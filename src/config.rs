//! # Configuration Management
//!
//! Centralized configuration for the wire codec.
//!
//! ## Configuration Sources
//! - TOML files via `from_file()`
//! - Direct instantiation with defaults
//! - Environment-specific overrides via `from_env()`
//!
//! ## Security Considerations
//! - `max_depth` bounds recursion on attacker-supplied nesting
//! - `max_string_len` / `max_collection_len` bound the size any single
//!   length prefix may claim, independently of the buffer size

use crate::error::{ProtocolError, Result};
use serde::{Deserialize, Serialize};
use std::fs::File;
use std::io::Read;
use std::path::Path;
use tracing::Level;

/// Default maximum nesting of records (embedded, recursive, variant, elements)
pub const DEFAULT_MAX_DEPTH: usize = 64;

/// Hard upper bound accepted for `max_depth`
pub const MAX_DEPTH_LIMIT: usize = 1024;

/// Default maximum string length in bytes
pub const DEFAULT_MAX_STRING_LEN: usize = 4_096_000;

/// Default maximum element count of a collection or map
pub const DEFAULT_MAX_COLLECTION_LEN: usize = 4_096_000;

/// Largest length or count the wire format can carry
pub const WIRE_LENGTH_CAPACITY: usize = i32::MAX as usize;

/// Main configuration structure that contains all configurable settings
#[derive(Debug, Clone, Deserialize, Serialize, Default)]
pub struct ProtocolConfig {
    /// Codec limits
    #[serde(default)]
    pub codec: CodecConfig,

    /// Logging configuration
    #[serde(default)]
    pub logging: LoggingConfig,
}

impl ProtocolConfig {
    /// Load configuration from a TOML file
    pub fn from_file<P: AsRef<Path>>(path: P) -> Result<Self> {
        let mut file = File::open(path)
            .map_err(|e| ProtocolError::ConfigError(format!("Failed to open config file: {e}")))?;

        let mut contents = String::new();
        file.read_to_string(&mut contents)
            .map_err(|e| ProtocolError::ConfigError(format!("Failed to read config file: {e}")))?;

        Self::from_toml(&contents)
    }

    /// Load configuration from TOML string
    pub fn from_toml(content: &str) -> Result<Self> {
        toml::from_str::<Self>(content)
            .map_err(|e| ProtocolError::ConfigError(format!("Failed to parse TOML: {e}")))
    }

    /// Load configuration from environment variables
    pub fn from_env() -> Result<Self> {
        let mut config = Self::default();

        if let Ok(depth) = std::env::var("GAME_PROTOCOL_MAX_DEPTH") {
            config.codec.max_depth = depth.parse::<usize>().map_err(|e| {
                ProtocolError::ConfigError(format!("Invalid GAME_PROTOCOL_MAX_DEPTH: {e}"))
            })?;
        }

        if let Ok(len) = std::env::var("GAME_PROTOCOL_MAX_STRING_LEN") {
            config.codec.max_string_len = len.parse::<usize>().map_err(|e| {
                ProtocolError::ConfigError(format!("Invalid GAME_PROTOCOL_MAX_STRING_LEN: {e}"))
            })?;
        }

        if let Ok(len) = std::env::var("GAME_PROTOCOL_MAX_COLLECTION_LEN") {
            config.codec.max_collection_len = len.parse::<usize>().map_err(|e| {
                ProtocolError::ConfigError(format!(
                    "Invalid GAME_PROTOCOL_MAX_COLLECTION_LEN: {e}"
                ))
            })?;
        }

        if let Ok(level) = std::env::var("GAME_PROTOCOL_LOG_LEVEL") {
            config.logging.log_level = level.parse::<Level>().map_err(|_| {
                ProtocolError::ConfigError(format!("Invalid GAME_PROTOCOL_LOG_LEVEL: {level}"))
            })?;
        }

        Ok(config)
    }

    /// Apply overrides to the default configuration
    pub fn default_with_overrides<F>(mutator: F) -> Self
    where
        F: FnOnce(&mut Self),
    {
        let mut config = Self::default();
        mutator(&mut config);
        config
    }

    /// Generate example configuration file content
    pub fn example_config() -> String {
        toml::to_string_pretty(&Self::default())
            .unwrap_or_else(|_| String::from("# Failed to generate example config"))
    }

    /// Save configuration to a file
    pub fn save_to_file<P: AsRef<Path>>(&self, path: P) -> Result<()> {
        let content = toml::to_string_pretty(self)
            .map_err(|e| ProtocolError::ConfigError(format!("Failed to serialize config: {e}")))?;

        std::fs::write(path, content)
            .map_err(|e| ProtocolError::ConfigError(format!("Failed to write config file: {e}")))?;

        Ok(())
    }

    /// Validate the configuration for common issues and misconfigurations
    ///
    /// Returns a list of validation errors. Empty list means configuration is valid.
    pub fn validate(&self) -> Vec<String> {
        let mut errors = Vec::new();
        errors.extend(self.codec.validate());
        errors.extend(self.logging.validate());
        errors
    }

    /// Validate and return Result - convenience method
    pub fn validate_strict(&self) -> Result<()> {
        let errors = self.validate();
        if errors.is_empty() {
            Ok(())
        } else {
            Err(ProtocolError::ConfigError(format!(
                "Configuration validation failed:\n  - {}",
                errors.join("\n  - ")
            )))
        }
    }
}

/// Limits applied by every codec operation
#[derive(Debug, Clone, Copy, PartialEq, Eq, Deserialize, Serialize)]
#[serde(default)]
pub struct CodecConfig {
    /// Maximum record nesting depth
    pub max_depth: usize,

    /// Maximum string length in bytes
    pub max_string_len: usize,

    /// Maximum number of elements in a collection or entries in a map
    pub max_collection_len: usize,
}

impl Default for CodecConfig {
    fn default() -> Self {
        Self {
            max_depth: DEFAULT_MAX_DEPTH,
            max_string_len: DEFAULT_MAX_STRING_LEN,
            max_collection_len: DEFAULT_MAX_COLLECTION_LEN,
        }
    }
}

impl CodecConfig {
    /// Same limits with a different depth bound
    pub fn with_max_depth(mut self, max_depth: usize) -> Self {
        self.max_depth = max_depth;
        self
    }

    /// Depth bound actually enforced; never above [`MAX_DEPTH_LIMIT`]
    pub fn depth_limit(&self) -> usize {
        self.max_depth.min(MAX_DEPTH_LIMIT)
    }

    /// Same limits pulled into the range the wire format and the stack can carry
    pub fn clamped(self) -> Self {
        Self {
            max_depth: self.depth_limit(),
            max_string_len: self.max_string_len.min(WIRE_LENGTH_CAPACITY),
            max_collection_len: self.max_collection_len.min(WIRE_LENGTH_CAPACITY),
        }
    }

    /// Validate codec configuration
    pub fn validate(&self) -> Vec<String> {
        let mut errors = Vec::new();

        if self.max_depth == 0 {
            errors.push("Max depth must be greater than 0".to_string());
        } else if self.max_depth > MAX_DEPTH_LIMIT {
            errors.push(format!(
                "Max depth too large: {} (maximum: {MAX_DEPTH_LIMIT})",
                self.max_depth
            ));
        }

        if self.max_string_len == 0 {
            errors.push("Max string length must be greater than 0".to_string());
        } else if self.max_string_len > WIRE_LENGTH_CAPACITY {
            errors.push(format!(
                "Max string length {} exceeds wire capacity ({WIRE_LENGTH_CAPACITY})",
                self.max_string_len
            ));
        }

        if self.max_collection_len == 0 {
            errors.push("Max collection length must be greater than 0".to_string());
        } else if self.max_collection_len > WIRE_LENGTH_CAPACITY {
            errors.push(format!(
                "Max collection length {} exceeds wire capacity ({WIRE_LENGTH_CAPACITY})",
                self.max_collection_len
            ));
        }

        errors
    }
}

/// Logging configuration
#[derive(Debug, Clone, Deserialize, Serialize)]
#[serde(default)]
pub struct LoggingConfig {
    /// Application name for logs
    pub app_name: String,

    /// Log level
    #[serde(with = "log_level_serde")]
    pub log_level: Level,

    /// Whether to log to console
    pub log_to_console: bool,

    /// Whether to use JSON formatting for logs
    pub json_format: bool,
}

impl Default for LoggingConfig {
    fn default() -> Self {
        Self {
            app_name: String::from("game-wire-protocol"),
            log_level: Level::INFO,
            log_to_console: true,
            json_format: false,
        }
    }
}

impl LoggingConfig {
    /// Validate logging configuration
    pub fn validate(&self) -> Vec<String> {
        let mut errors = Vec::new();

        if self.app_name.is_empty() {
            errors.push("Application name cannot be empty".to_string());
        } else if self.app_name.len() > 64 {
            errors.push(format!(
                "Application name too long: {} characters (maximum: 64)",
                self.app_name.len()
            ));
        }

        if self.json_format && !self.log_to_console {
            errors.push("json_format has no effect when log_to_console is false".to_string());
        }

        errors
    }
}

/// Helper module for tracing::Level serialization/deserialization
mod log_level_serde {
    use serde::{Deserialize, Deserializer, Serialize, Serializer};
    use std::str::FromStr;
    use tracing::Level;

    pub fn serialize<S>(level: &Level, serializer: S) -> Result<S::Ok, S::Error>
    where
        S: Serializer,
    {
        let level_str = match *level {
            Level::TRACE => "trace",
            Level::DEBUG => "debug",
            Level::INFO => "info",
            Level::WARN => "warn",
            Level::ERROR => "error",
        };
        level_str.serialize(serializer)
    }

    pub fn deserialize<'de, D>(deserializer: D) -> Result<Level, D::Error>
    where
        D: Deserializer<'de>,
    {
        let level_str = String::deserialize(deserializer)?;
        Level::from_str(&level_str)
            .map_err(|_| serde::de::Error::custom(format!("Invalid log level: {level_str}")))
    }
}
//! Interaction parameter values: a variant hierarchy over four scalar shapes.

use crate::core::layout::{DispatchTableId, FieldKind, PrimitiveType, RecordLayout};
use crate::core::value::{Record, Value, VariantValue};
use crate::error::{ProtocolError, Result};
use crate::protocol::codec::{expect_layout, WireVariant};
use crate::protocol::dispatcher::DispatchTable;
use crate::schema::{required, PARAM_VALUE_TABLE};
use once_cell::sync::OnceCell;
use std::sync::Arc;

const STRING_ID: u32 = 1;
const INT_ID: u32 = 2;
const BOOL_ID: u32 = 3;
const DOUBLE_ID: u32 = 4;

/// A typed parameter, dispatched through [`PARAM_VALUE_TABLE`]
#[derive(Debug, Clone, PartialEq)]
pub enum ParamValue {
    String(String),
    Int(i32),
    Bool(bool),
    Double(f64),
}

struct Layouts {
    string: Arc<RecordLayout>,
    int: Arc<RecordLayout>,
    boolean: Arc<RecordLayout>,
    double: Arc<RecordLayout>,
}

fn layouts() -> Result<&'static Layouts> {
    static LAYOUTS: OnceCell<Layouts> = OnceCell::new();
    LAYOUTS.get_or_try_init(|| {
        let single = |name: &'static str, kind: FieldKind| {
            RecordLayout::builder(name).field("value", kind).build()
        };
        Ok(Layouts {
            string: single("StringParamValue", FieldKind::VariableString)?,
            int: single("IntParamValue", FieldKind::FixedPrimitive(PrimitiveType::I32))?,
            boolean: single("BoolParamValue", FieldKind::FixedPrimitive(PrimitiveType::Bool))?,
            double: single("DoubleParamValue", FieldKind::FixedPrimitive(PrimitiveType::F64))?,
        })
    })
}

/// Dispatch table registering every [`ParamValue`] shape
pub fn table() -> Result<DispatchTable> {
    let layouts = layouts()?;
    DispatchTable::builder(PARAM_VALUE_TABLE, "ParamValue")
        .register(STRING_ID, Arc::clone(&layouts.string))
        .register(INT_ID, Arc::clone(&layouts.int))
        .register(BOOL_ID, Arc::clone(&layouts.boolean))
        .register(DOUBLE_ID, Arc::clone(&layouts.double))
        .build()
}

impl ParamValue {
    /// Type id written in front of the payload
    pub fn type_id(&self) -> u32 {
        match self {
            ParamValue::String(_) => STRING_ID,
            ParamValue::Int(_) => INT_ID,
            ParamValue::Bool(_) => BOOL_ID,
            ParamValue::Double(_) => DOUBLE_ID,
        }
    }
}

impl WireVariant for ParamValue {
    const TABLE: DispatchTableId = PARAM_VALUE_TABLE;

    fn to_variant(&self) -> Result<VariantValue> {
        let layouts = layouts()?;
        let (layout, value) = match self {
            ParamValue::String(s) => (&layouts.string, Value::string(s.as_str())),
            ParamValue::Int(v) => (&layouts.int, Value::I32(*v)),
            ParamValue::Bool(v) => (&layouts.boolean, Value::Bool(*v)),
            ParamValue::Double(v) => (&layouts.double, Value::F64(*v)),
        };
        let record = Record::builder(layout).set("value", value)?.build()?;
        Ok(VariantValue::new(self.type_id(), record))
    }

    fn from_variant(variant: &VariantValue) -> Result<Self> {
        let layouts = layouts()?;
        let record = variant.record();
        match variant.type_id() {
            STRING_ID => {
                expect_layout(record, &layouts.string)?;
                Ok(ParamValue::String(
                    required(record, "value", Value::as_str)?.to_string(),
                ))
            }
            INT_ID => {
                expect_layout(record, &layouts.int)?;
                Ok(ParamValue::Int(required(record, "value", Value::as_i32)?))
            }
            BOOL_ID => {
                expect_layout(record, &layouts.boolean)?;
                Ok(ParamValue::Bool(required(record, "value", Value::as_bool)?))
            }
            DOUBLE_ID => {
                expect_layout(record, &layouts.double)?;
                Ok(ParamValue::Double(required(record, "value", Value::as_f64)?))
            }
            type_id => Err(ProtocolError::UnknownVariantId {
                table: PARAM_VALUE_TABLE.0,
                type_id,
            }),
        }
    }
}

#[cfg(test)]
#[allow(clippy::unwrap_used)]
mod tests {
    use super::*;
    use crate::error::ErrorKind;

    #[test]
    fn test_type_ids_are_stable() {
        assert_eq!(ParamValue::String("a".into()).type_id(), 1);
        assert_eq!(ParamValue::Int(0).type_id(), 2);
        assert_eq!(ParamValue::Bool(true).type_id(), 3);
        assert_eq!(ParamValue::Double(0.0).type_id(), 4);
        assert_eq!(table().unwrap().type_ids().collect::<Vec<_>>(), vec![1, 2, 3, 4]);
    }

    #[test]
    fn test_variant_conversion() {
        for param in [
            ParamValue::String("fire".into()),
            ParamValue::Int(-3),
            ParamValue::Bool(true),
            ParamValue::Double(2.5),
        ] {
            let variant = param.to_variant().unwrap();
            assert_eq!(ParamValue::from_variant(&variant).unwrap(), param);
        }
    }

    #[test]
    fn test_unknown_type_id() {
        let record = ParamValue::Int(1).to_variant().unwrap().record().clone();
        let err = ParamValue::from_variant(&VariantValue::new(9, record)).unwrap_err();
        assert_eq!(err.kind(), ErrorKind::UnknownVariantId);
    }
}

▬▬▬▬▬▬

● What is being asked:
Would you quote everything above from the line containing "pub const DEFAULT_MAX_STRING_LEN: usize" down to the line containing "if let Ok(depth)"? Include both of those lines and nothing else.

● Exercise answer:
pub const DEFAULT_MAX_STRING_LEN: usize = 4_096_000;

/// Default maximum element count of a collection or map
pub const DEFAULT_MAX_COLLECTION_LEN: usize = 4_096_000;

/// Largest length or count the wire format can carry
pub const WIRE_LENGTH_CAPACITY: usize = i32::MAX as usize;

/// Main configuration structure that contains all configurable settings
#[derive(Debug, Clone, Deserialize, Serialize, Default)]
pub struct ProtocolConfig {
    /// Codec limits
    #[serde(default)]
    pub codec: CodecConfig,

    /// Logging configuration
    #[serde(default)]
    pub logging: LoggingConfig,
}

impl ProtocolConfig {
    /// Load configuration from a TOML file
    pub fn from_file<P: AsRef<Path>>(path: P) -> Result<Self> {
        let mut file = File::open(path)
            .map_err(|e| ProtocolError::ConfigError(format!("Failed to open config file: {e}")))?;

        let mut contents = String::new();
        file.read_to_string(&mut contents)
            .map_err(|e| ProtocolError::ConfigError(format!("Failed to read config file: {e}")))?;

        Self::from_toml(&contents)
    }

    /// Load configuration from TOML string
    pub fn from_toml(content: &str) -> Result<Self> {
        toml::from_str::<Self>(content)
            .map_err(|e| ProtocolError::ConfigError(format!("Failed to parse TOML: {e}")))
    }

    /// Load configuration from environment variables
    pub fn from_env() -> Result<Self> {
        let mut config = Self::default();

        if let Ok(depth) = std::env::var("GAME_PROTOCOL_MAX_DEPTH") {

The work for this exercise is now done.